> [Work request]:
Where the string "viewport" appears in a line of the material below, copy that line.

> [Provided information]:
//! Scene layers: the foliage cloud, ornament families and keepsake
//! frames, plus the ensemble that generates and ticks them together.

mod decor;
mod ensemble;
mod foliage;
mod polaroids;

pub use decor::DecorLayer;
pub use ensemble::{LayerTransforms, TreeEnsemble};
pub use foliage::FoliageLayer;
pub use polaroids::PolaroidLayer;
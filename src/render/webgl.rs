use web_sys::{
    WebGl2RenderingContext, WebGlBuffer, WebGlFramebuffer, WebGlProgram, WebGlShader,
    WebGlTexture, WebGlUniformLocation, WebGlVertexArrayObject,
};

/// Wrapper around WebGL2 context with helper methods
pub struct WebGLContext {
    pub gl: WebGl2RenderingContext,
}

impl WebGLContext {
    pub fn new(gl: WebGl2RenderingContext) -> Self {
        Self { gl }
    }

    /// Compile a shader from source
    pub fn compile_shader(&self, shader_type: u32, source: &str) -> Result<WebGlShader, String> {
        let gl = &self.gl;

        let shader = gl.create_shader(shader_type).ok_or("Failed to create shader")?;

        gl.shader_source(&shader, source);
        gl.compile_shader(&shader);

        if gl
            .get_shader_parameter(&shader, WebGl2RenderingContext::COMPILE_STATUS)
            .as_bool()
            .unwrap_or(false)
        {
            Ok(shader)
        } else {
            let log = gl.get_shader_info_log(&shader).unwrap_or_default();
            gl.delete_shader(Some(&shader));
            Err(format!("Shader compilation failed: {}", log))
        }
    }

    /// Create a shader program from vertex and fragment sources
    pub fn create_program(&self, vert_src: &str, frag_src: &str) -> Result<WebGlProgram, String> {
        let gl = &self.gl;

        let vert_shader = self.compile_shader(WebGl2RenderingContext::VERTEX_SHADER, vert_src)?;
        let frag_shader = self.compile_shader(WebGl2RenderingContext::FRAGMENT_SHADER, frag_src)?;

        let program = gl.create_program().ok_or("Failed to create program")?;

        gl.attach_shader(&program, &vert_shader);
        gl.attach_shader(&program, &frag_shader);
        gl.link_program(&program);

        // Shaders are owned by the program once linked
        gl.delete_shader(Some(&vert_shader));
        gl.delete_shader(Some(&frag_shader));

        if gl
            .get_program_parameter(&program, WebGl2RenderingContext::LINK_STATUS)
            .as_bool()
            .unwrap_or(false)
        {
            Ok(program)
        } else {
            let log = gl.get_program_info_log(&program).unwrap_or_default();
            gl.delete_program(Some(&program));
            Err(format!("Program linking failed: {}", log))
        }
    }

    /// Create a buffer and upload float data
    pub fn create_buffer_f32(&self, data: &[f32], usage: u32) -> Result<WebGlBuffer, String> {
        let gl = &self.gl;

        let buffer = gl.create_buffer().ok_or("Failed to create buffer")?;
        gl.bind_buffer(WebGl2RenderingContext::ARRAY_BUFFER, Some(&buffer));

        // Safety: the view lives only for the upload call
        unsafe {
            let array = js_sys::Float32Array::view(data);
            gl.buffer_data_with_array_buffer_view(
                WebGl2RenderingContext::ARRAY_BUFFER,
                &array,
                usage,
            );
        }

        gl.bind_buffer(WebGl2RenderingContext::ARRAY_BUFFER, None);
        Ok(buffer)
    }

    /// Overwrite the start of an existing buffer with new float data
    pub fn update_buffer_f32(&self, buffer: &WebGlBuffer, data: &[f32]) {
        let gl = &self.gl;
        gl.bind_buffer(WebGl2RenderingContext::ARRAY_BUFFER, Some(buffer));

        // Safety: the view lives only for the upload call
        unsafe {
            let array = js_sys::Float32Array::view(data);
            gl.buffer_sub_data_with_i32_and_array_buffer_view(
                WebGl2RenderingContext::ARRAY_BUFFER,
                0,
                &array,
            );
        }

        gl.bind_buffer(WebGl2RenderingContext::ARRAY_BUFFER, None);
    }

    /// Create an index buffer
    pub fn create_index_buffer(&self, data: &[u32], usage: u32) -> Result<WebGlBuffer, String> {
        let gl = &self.gl;

        let buffer = gl.create_buffer().ok_or("Failed to create index buffer")?;
        gl.bind_buffer(WebGl2RenderingContext::ELEMENT_ARRAY_BUFFER, Some(&buffer));

        // Safety: the view lives only for the upload call
        unsafe {
            let array = js_sys::Uint32Array::view(data);
            gl.buffer_data_with_array_buffer_view(
                WebGl2RenderingContext::ELEMENT_ARRAY_BUFFER,
                &array,
                usage,
            );
        }

        gl.bind_buffer(WebGl2RenderingContext::ELEMENT_ARRAY_BUFFER, None);
        Ok(buffer)
    }

    /// Create a Vertex Array Object
    pub fn create_vao(&self) -> Result<WebGlVertexArrayObject, String> {
        self.gl
            .create_vertex_array()
            .ok_or("Failed to create VAO".to_string())
    }

    /// Create a render-target texture
    pub fn create_texture(&self, width: i32, height: i32) -> Result<WebGlTexture, String> {
        let gl = &self.gl;

        let texture = gl.create_texture().ok_or("Failed to create texture")?;
        gl.bind_texture(WebGl2RenderingContext::TEXTURE_2D, Some(&texture));

        gl.tex_image_2d_with_i32_and_i32_and_i32_and_format_and_type_and_opt_u8_array(
            WebGl2RenderingContext::TEXTURE_2D,
            0,
            WebGl2RenderingContext::RGBA as i32,
            width,
            height,
            0,
            WebGl2RenderingContext::RGBA,
            WebGl2RenderingContext::UNSIGNED_BYTE,
            None,
        )
        .map_err(|e| format!("Failed to create texture: {:?}", e))?;

        gl.tex_parameteri(
            WebGl2RenderingContext::TEXTURE_2D,
            WebGl2RenderingContext::TEXTURE_MIN_FILTER,
            WebGl2RenderingContext::LINEAR as i32,
        );
        gl.tex_parameteri(
            WebGl2RenderingContext::TEXTURE_2D,
            WebGl2RenderingContext::TEXTURE_MAG_FILTER,
            WebGl2RenderingContext::LINEAR as i32,
        );
        gl.tex_parameteri(
            WebGl2RenderingContext::TEXTURE_2D,
            WebGl2RenderingContext::TEXTURE_WRAP_S,
            WebGl2RenderingContext::CLAMP_TO_EDGE as i32,
        );
        gl.tex_parameteri(
            WebGl2RenderingContext::TEXTURE_2D,
            WebGl2RenderingContext::TEXTURE_WRAP_T,
            WebGl2RenderingContext::CLAMP_TO_EDGE as i32,
        );

        gl.bind_texture(WebGl2RenderingContext::TEXTURE_2D, None);
        Ok(texture)
    }

    /// Create a framebuffer with a texture color attachment
    pub fn create_framebuffer(&self, texture: &WebGlTexture) -> Result<WebGlFramebuffer, String> {
        let gl = &self.gl;

        let fbo = gl.create_framebuffer().ok_or("Failed to create framebuffer")?;
        gl.bind_framebuffer(WebGl2RenderingContext::FRAMEBUFFER, Some(&fbo));

        gl.framebuffer_texture_2d(
            WebGl2RenderingContext::FRAMEBUFFER,
            WebGl2RenderingContext::COLOR_ATTACHMENT0,
            WebGl2RenderingContext::TEXTURE_2D,
            Some(texture),
            0,
        );

        let status = gl.check_framebuffer_status(WebGl2RenderingContext::FRAMEBUFFER);
        if status != WebGl2RenderingContext::FRAMEBUFFER_COMPLETE {
            return Err(format!("Framebuffer incomplete: {}", status));
        }

        gl.bind_framebuffer(WebGl2RenderingContext::FRAMEBUFFER, None);
        Ok(fbo)
    }

    /// Get uniform location
    pub fn get_uniform_location(
        &self,
        program: &WebGlProgram,
        name: &str,
    ) -> Option<WebGlUniformLocation> {
        self.gl.get_uniform_location(program, name)
    }

    /// Set float uniform
    pub fn uniform_1f(&self, location: Option<&WebGlUniformLocation>, value: f32) {
        self.gl.uniform1f(location, value);
    }

    /// Set vec2 uniform
    pub fn uniform_2f(&self, location: Option<&WebGlUniformLocation>, x: f32, y: f32) {
        self.gl.uniform2f(location, x, y);
    }

    /// Set vec3 uniform
    pub fn uniform_3f(&self, location: Option<&WebGlUniformLocation>, x: f32, y: f32, z: f32) {
        self.gl.uniform3f(location, x, y, z);
    }

    /// Set mat4 uniform
    pub fn uniform_matrix4fv(&self, location: Option<&WebGlUniformLocation>, data: &[f32; 16]) {
        self.gl.uniform_matrix4fv_with_f32_array(location, false, data);
    }

    /// Set integer uniform (texture units)
    pub fn uniform_1i(&self, location: Option<&WebGlUniformLocation>, value: i32) {
        self.gl.uniform1i(location, value);
    }

    /// Clear color and depth
    pub fn clear(&self, r: f32, g: f32, b: f32, a: f32) {
        self.gl.clear_color(r, g, b, a);
        self.gl.clear(
            WebGl2RenderingContext::COLOR_BUFFER_BIT | WebGl2RenderingContext::DEPTH_BUFFER_BIT,
        );
    }

    /// Enable depth testing
    pub fn enable_depth_test(&self) {
        self.gl.enable(WebGl2RenderingContext::DEPTH_TEST);
    }

    /// Enable additive blending for the glowing point sprites
    pub fn enable_additive_blending(&self) {
        self.gl.enable(WebGl2RenderingContext::BLEND);
        self.gl.blend_func(
            WebGl2RenderingContext::SRC_ALPHA,
            WebGl2RenderingContext::ONE,
        );
    }

    /// Set viewport
    pub fn viewport(&self, x: i32, y: i32, width: i32, height: i32) {
        self.gl.viewport(x, y, width, height);
    }
}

> [Output for this exercise]:
    /// Set viewport
    pub fn viewport(&self, x: i32, y: i32, width: i32, height: i32) {
        self.gl.viewport(x, y, width, height);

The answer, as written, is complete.